Given information:
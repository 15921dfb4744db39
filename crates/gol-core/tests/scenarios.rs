//! End-to-end flows through the widget list with a recording driver.

mod support;

use gol_core::ui::{ButtonAction, ListAction, ListMove, RadioAction, ScanCode, TextAction};
use gol_core::widgets::ItemStatus;
use gol_core::{
    Action, BoundingBox, Button, Control, DrawStatus, KeyEvent, ListBox, Message, RadioButton,
    StyleScheme, TextEntry, WidgetList,
};
use support::{Op, Recorder, draw_to_completion, scheme, within};

fn deliver(list: &mut WidgetList, message: Message) -> Vec<Action> {
    let mut actions = Vec::new();
    list.message(&message, |_, action, _| {
        actions.push(action);
        true
    });
    actions
}

#[test]
fn test_button_press_and_release() {
    let mut list = WidgetList::new();
    let bounds = BoundingBox::new(10, 10, 50, 30);
    let button = list
        .add(Button::new(1, bounds, scheme()).with_text("OK"))
        .unwrap();

    let mut gfx = Recorder::new();
    draw_to_completion(&mut list, &mut gfx);
    assert_eq!(gfx.texts(), ["OK"]);

    let actions = deliver(&mut list, Message::press(20, 20));
    assert_eq!(actions, [Action::Button(ButtonAction::Pressed)]);
    assert!(list.button(button).unwrap().is_pressed());
    assert_eq!(list.focused(), Some(button));

    let mut gfx = Recorder::new();
    draw_to_completion(&mut list, &mut gfx);
    let pressed_face = StyleScheme::default().color1;
    assert!(gfx.ops.iter().any(|op| matches!(
        op,
        Op::FillRect { color, .. } if *color == pressed_face
    )));

    let actions = deliver(&mut list, Message::release(20, 20));
    assert_eq!(actions, [Action::Button(ButtonAction::Released)]);
    assert!(!list.button(button).unwrap().is_pressed());
}

#[test]
fn test_single_select_list_toggles() {
    let mut list = WidgetList::new();
    let handle = list
        .add(
            ListBox::new(2, BoundingBox::new(0, 0, 100, 100), scheme())
                .single_select()
                .with_lines("A\nB\nC")
                .unwrap(),
        )
        .unwrap();

    let lb = list.list_box_mut(handle).unwrap();
    let items: Vec<_> = lb.items().map(|(h, _)| h).collect();
    lb.selection_change(items[1]).unwrap();
    assert_eq!(lb.selection_get(None), Some(items[1]));
    assert_eq!(lb.items().filter(|(_, i)| i.is_selected()).count(), 1);

    lb.selection_change(items[1]).unwrap();
    assert_eq!(lb.selection_get(None), None);

    lb.selection_change(items[0]).unwrap();
    lb.selection_change(items[2]).unwrap();
    let selected: Vec<_> = lb.items().map(|(_, i)| i.is_selected()).collect();
    assert_eq!(selected, [false, false, true]);
}

#[test]
fn test_list_touch_and_keys() {
    let mut list = WidgetList::new();
    let handle = list
        .add(
            ListBox::new(2, BoundingBox::new(0, 0, 100, 100), scheme())
                .single_select()
                .with_lines("A\nB\nC")
                .unwrap(),
        )
        .unwrap();
    let mut gfx = Recorder::new();
    draw_to_completion(&mut list, &mut gfx);

    // Below the last row clamps to the last item
    let actions = deliver(&mut list, Message::press(50, 90));
    assert_eq!(actions, [Action::List(ListAction::Touchscreen)]);
    let lb = list.list_box(handle).unwrap();
    assert_eq!(lb.item_focus_get(), Some(2));
    assert_eq!(lb.selection_get(None), lb.last_item());

    let up = Message::key(2, KeyEvent::pressed(ScanCode::UP));
    assert_eq!(deliver(&mut list, up), [Action::List(ListAction::Move(ListMove::Up))]);
    assert_eq!(list.list_box(handle).unwrap().item_focus_get(), Some(1));

    let enter = Message::key(2, KeyEvent::pressed(ScanCode::ENTER));
    assert_eq!(deliver(&mut list, enter), [Action::List(ListAction::Selected)]);
    let lb = list.list_box(handle).unwrap();
    assert_eq!(lb.selection_get(None), lb.focus_item());

    let mut gfx = Recorder::new();
    draw_to_completion(&mut list, &mut gfx);
    assert!(!list.list_box(handle).unwrap().items().any(|(_, i)| i.status().redraw));
}

#[test]
fn test_list_item_insert_after() {
    let mut lb = ListBox::new(3, BoundingBox::new(0, 0, 100, 60), scheme());
    let first = lb.item_add(None, "first", None, ItemStatus::default(), 10).unwrap();
    lb.item_add(None, "last", None, ItemStatus::default(), 30).unwrap();
    lb.item_add(Some(first), "middle", None, ItemStatus::SELECTED, 20).unwrap();

    let data: Vec<_> = lb.items().map(|(_, i)| i.data()).collect();
    assert_eq!(data, [10, 20, 30]);
    let selected = lb.selection_get(None).unwrap();
    assert_eq!(lb.item(selected).unwrap().text(), "middle");
}

#[test]
fn test_radio_group_check_by_id() {
    let mut list = WidgetList::new();
    let members: Vec<_> = (1..=3)
        .map(|id| {
            let top = (id as i32 - 1) * 20;
            let mut radio = RadioButton::new(id, BoundingBox::new(0, top, 80, top + 18), scheme());
            if id == 1 {
                radio = radio.group_leader();
            }
            list.add(radio).unwrap()
        })
        .collect();

    list.radio_check_set(members[0], 2).unwrap();
    assert_eq!(list.radio_check_get(members[2]).unwrap(), Some(2));

    let actions = deliver(&mut list, Message::press(10, 50));
    assert_eq!(actions, [Action::Radio(RadioAction::Checked)]);
    assert_eq!(list.radio_check_get(members[0]).unwrap(), Some(3));

    let space = Message::key(1, KeyEvent::pressed(ScanCode::SPACE));
    deliver(&mut list, space);
    assert_eq!(list.radio_check_get(members[1]).unwrap(), Some(1));

    let checked = members
        .iter()
        .filter(|h| list.radio_button(**h).unwrap().is_checked())
        .count();
    assert_eq!(checked, 1);
}

#[test]
fn test_text_entry_typing() {
    let mut list = WidgetList::new();
    let handle = list
        .add(TextEntry::new(4, BoundingBox::new(0, 0, 100, 20), 5, scheme()).unwrap())
        .unwrap();

    for ch in "hi".chars() {
        let actions = deliver(&mut list, Message::key(4, KeyEvent::Char(ch)));
        assert_eq!(actions, [Action::Text(TextAction::AddChar(ch))]);
    }
    assert_eq!(list.text_entry(handle).unwrap().text(), "hi");

    let backspace = Message::key(4, KeyEvent::pressed(ScanCode::BACKSPACE));
    assert_eq!(deliver(&mut list, backspace), [Action::Text(TextAction::DelChar)]);
    assert_eq!(list.text_entry(handle).unwrap().text(), "h");

    for ch in "ello world".chars() {
        deliver(&mut list, Message::key(4, KeyEvent::Char(ch)));
    }
    assert_eq!(list.text_entry(handle).unwrap().text(), "hello");

    let mut gfx = Recorder::new();
    draw_to_completion(&mut list, &mut gfx);
    assert_eq!(gfx.texts(), ["hello"]);
}

#[test]
fn test_draw_all_keeps_list_order_while_busy() {
    let mut list = WidgetList::new();
    let bounds: Vec<_> = (0..3)
        .map(|i| BoundingBox::new(i * 60, 0, i * 60 + 50, 30))
        .collect();
    for (id, b) in bounds.iter().enumerate() {
        list.add(Button::new(id as u16, *b, scheme()).with_text("go"))
            .unwrap();
    }

    let mut gfx = Recorder::new().busy_every(3);
    let calls = draw_to_completion(&mut list, &mut gfx);
    assert!(calls > 1, "busy driver should force resumption");

    let owners: Vec<usize> = gfx
        .ops
        .iter()
        .map(|op| {
            bounds
                .iter()
                .position(|b| within(*b, op.anchor()))
                .expect("primitive outside every widget")
        })
        .collect();
    assert!(owners.windows(2).all(|w| w[0] <= w[1]));
    assert_eq!(owners.first(), Some(&0));
    assert_eq!(owners.last(), Some(&2));
    assert_eq!(gfx.texts(), ["go", "go", "go"]);
}

#[test]
fn test_failed_render_retries() {
    let mut list = WidgetList::new();
    list.add(Button::new(1, BoundingBox::new(0, 0, 40, 20), scheme()))
        .unwrap();

    let mut gfx = Recorder::new();
    gfx.fail_once();
    let Ok(status) = list.draw_all(&mut gfx);
    assert_eq!(status, DrawStatus::Incomplete);
    assert!(gfx.ops.is_empty());

    let Ok(status) = list.draw_all(&mut gfx);
    assert_eq!(status, DrawStatus::Complete);
    assert!(!gfx.ops.is_empty());
}

#[test]
fn test_hide_erases_with_background() {
    let mut list = WidgetList::new();
    let bounds = BoundingBox::new(5, 5, 45, 25);
    let handle = list.add(Button::new(1, bounds, scheme())).unwrap();
    let mut gfx = Recorder::new();
    draw_to_completion(&mut list, &mut gfx);

    list.hide(handle).unwrap();
    let mut gfx = Recorder::new();
    draw_to_completion(&mut list, &mut gfx);
    let background = StyleScheme::default().common_background_color;
    assert_eq!(
        gfx.ops,
        [Op::FillRect {
            area: bounds.to_rectangle(),
            color: background
        }]
    );
}

#[test]
fn test_hide_wins_over_full_redraw() {
    let mut list = WidgetList::new();
    let bounds = BoundingBox::new(5, 5, 45, 25);
    let handle = list
        .add(Button::new(1, bounds, scheme()).with_text("OK"))
        .unwrap();
    let mut gfx = Recorder::new();
    draw_to_completion(&mut list, &mut gfx);

    list.redraw(handle).unwrap();
    list.hide(handle).unwrap();
    assert!(list.widget(handle).unwrap().requests().full);

    let mut gfx = Recorder::new();
    draw_to_completion(&mut list, &mut gfx);
    let background = StyleScheme::default().common_background_color;
    assert_eq!(
        gfx.ops,
        [Op::FillRect {
            area: bounds.to_rectangle(),
            color: background
        }]
    );
    assert!(!list.widget(handle).unwrap().needs_draw());
}

#[test]
fn test_list_scrolls_up_by_the_deficit() {
    let mut list = WidgetList::new();
    let handle = list
        .add(
            ListBox::new(2, BoundingBox::new(0, 0, 100, 31), scheme())
                .with_lines("0\n1\n2\n3\n4")
                .unwrap(),
        )
        .unwrap();
    let mut gfx = Recorder::new();
    draw_to_completion(&mut list, &mut gfx);
    assert_eq!(list.list_box(handle).unwrap().scroll_offset(), 0);

    list.list_box_mut(handle).unwrap().item_focus_set(4);
    draw_to_completion(&mut list, &mut gfx);
    let lb = list.list_box(handle).unwrap();
    let row = lb.text_height();
    let scrolled = lb.scroll_offset();
    assert!(scrolled < -row, "row 1 is now above the visible band");

    // Row 1 ends up flush with the top of the band: offset moves by exactly
    // the distance row 1 sat above it
    list.list_box_mut(handle).unwrap().item_focus_set(1);
    let mut gfx = Recorder::new();
    draw_to_completion(&mut list, &mut gfx);
    assert_eq!(list.list_box(handle).unwrap().scroll_offset(), -row);
    assert_eq!(gfx.texts(), ["1", "2"]);
}

#[test]
fn test_toggle_button_latches_through_messages() {
    let mut list = WidgetList::new();
    let button = list
        .add(
            Button::new(1, BoundingBox::new(10, 10, 50, 30), scheme())
                .with_text("On")
                .toggle(),
        )
        .unwrap();

    assert!(deliver(&mut list, Message::press(20, 20)).is_empty());
    let actions = deliver(&mut list, Message::release(20, 20));
    assert_eq!(actions, [Action::Button(ButtonAction::Pressed)]);
    assert!(list.button(button).unwrap().is_pressed());

    // Drawing in between leaves the latch alone
    let mut gfx = Recorder::new();
    draw_to_completion(&mut list, &mut gfx);
    assert!(list.button(button).unwrap().is_pressed());

    assert!(deliver(&mut list, Message::press(20, 20)).is_empty());
    let actions = deliver(&mut list, Message::release(20, 20));
    assert_eq!(actions, [Action::Button(ButtonAction::Released)]);
    assert!(!list.button(button).unwrap().is_pressed());

    // The alternate enter code toggles it from the keyboard
    let enter = Message::key(1, KeyEvent::released(ScanCode::ENTER_ALT));
    assert_eq!(deliver(&mut list, enter), [Action::Button(ButtonAction::Pressed)]);
    assert!(list.button(button).unwrap().is_pressed());
}

#[test]
fn test_press_during_suspended_draw_is_repainted() {
    let mut list = WidgetList::new();
    let button = list
        .add(Button::new(1, BoundingBox::new(10, 10, 50, 30), scheme()).with_text("OK"))
        .unwrap();

    // The pass starts, then the display turns busy on the second poll
    let mut gfx = Recorder::new().busy_every(2);
    let Ok(status) = list.draw_all(&mut gfx);
    assert_eq!(status, DrawStatus::Incomplete);

    deliver(&mut list, Message::press(20, 20));
    assert!(list.button(button).unwrap().is_pressed());

    draw_to_completion(&mut list, &mut gfx);
    assert!(
        list.widget(button).unwrap().requests().full,
        "the press waits for the next pass"
    );

    gfx.ops.clear();
    draw_to_completion(&mut list, &mut gfx);
    let pressed_face = StyleScheme::default().color1;
    assert!(gfx.ops.iter().any(|op| matches!(
        op,
        Op::FillRect { color, .. } if *color == pressed_face
    )));
    assert!(!list.widget(button).unwrap().needs_draw());
}

#[test]
fn test_hide_during_suspended_draw_erases_next_pass() {
    let mut list = WidgetList::new();
    let bounds = BoundingBox::new(5, 5, 45, 25);
    let handle = list
        .add(Button::new(1, bounds, scheme()).with_text("OK"))
        .unwrap();

    let mut gfx = Recorder::new().busy_every(2);
    let Ok(status) = list.draw_all(&mut gfx);
    assert_eq!(status, DrawStatus::Incomplete);

    list.hide(handle).unwrap();
    draw_to_completion(&mut list, &mut gfx);
    assert!(list.widget(handle).unwrap().requests().hide);

    gfx.ops.clear();
    draw_to_completion(&mut list, &mut gfx);
    let background = StyleScheme::default().common_background_color;
    assert_eq!(
        gfx.ops,
        [Op::FillRect {
            area: bounds.to_rectangle(),
            color: background
        }]
    );
    assert!(!list.widget(handle).unwrap().needs_draw());
}

#[test]
fn test_single_widget_draw_keeps_late_requests() {
    let mut list = WidgetList::new();
    let handle = list
        .add(TextEntry::new(4, BoundingBox::new(0, 0, 100, 20), 8, scheme()).unwrap())
        .unwrap();

    let mut gfx = Recorder::new().busy_every(2);
    let Ok(status) = list.draw(handle, &mut gfx);
    assert_eq!(status, DrawStatus::Incomplete);
    assert!(list.widget(handle).unwrap().needs_draw());

    deliver(&mut list, Message::key(4, KeyEvent::Char('a')));
    let mut calls = 0;
    while list.draw(handle, &mut gfx) != Ok(DrawStatus::Complete) {
        calls += 1;
        assert!(calls < 100, "draw never completed");
    }
    assert!(list.widget(handle).unwrap().requests().full);

    gfx.ops.clear();
    while list.draw(handle, &mut gfx) != Ok(DrawStatus::Complete) {}
    assert_eq!(gfx.texts(), ["a"]);
    assert!(!list.widget(handle).unwrap().needs_draw());
}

Your instructions: Report how many lines above hold "TextAction", number only.

Answer section: 3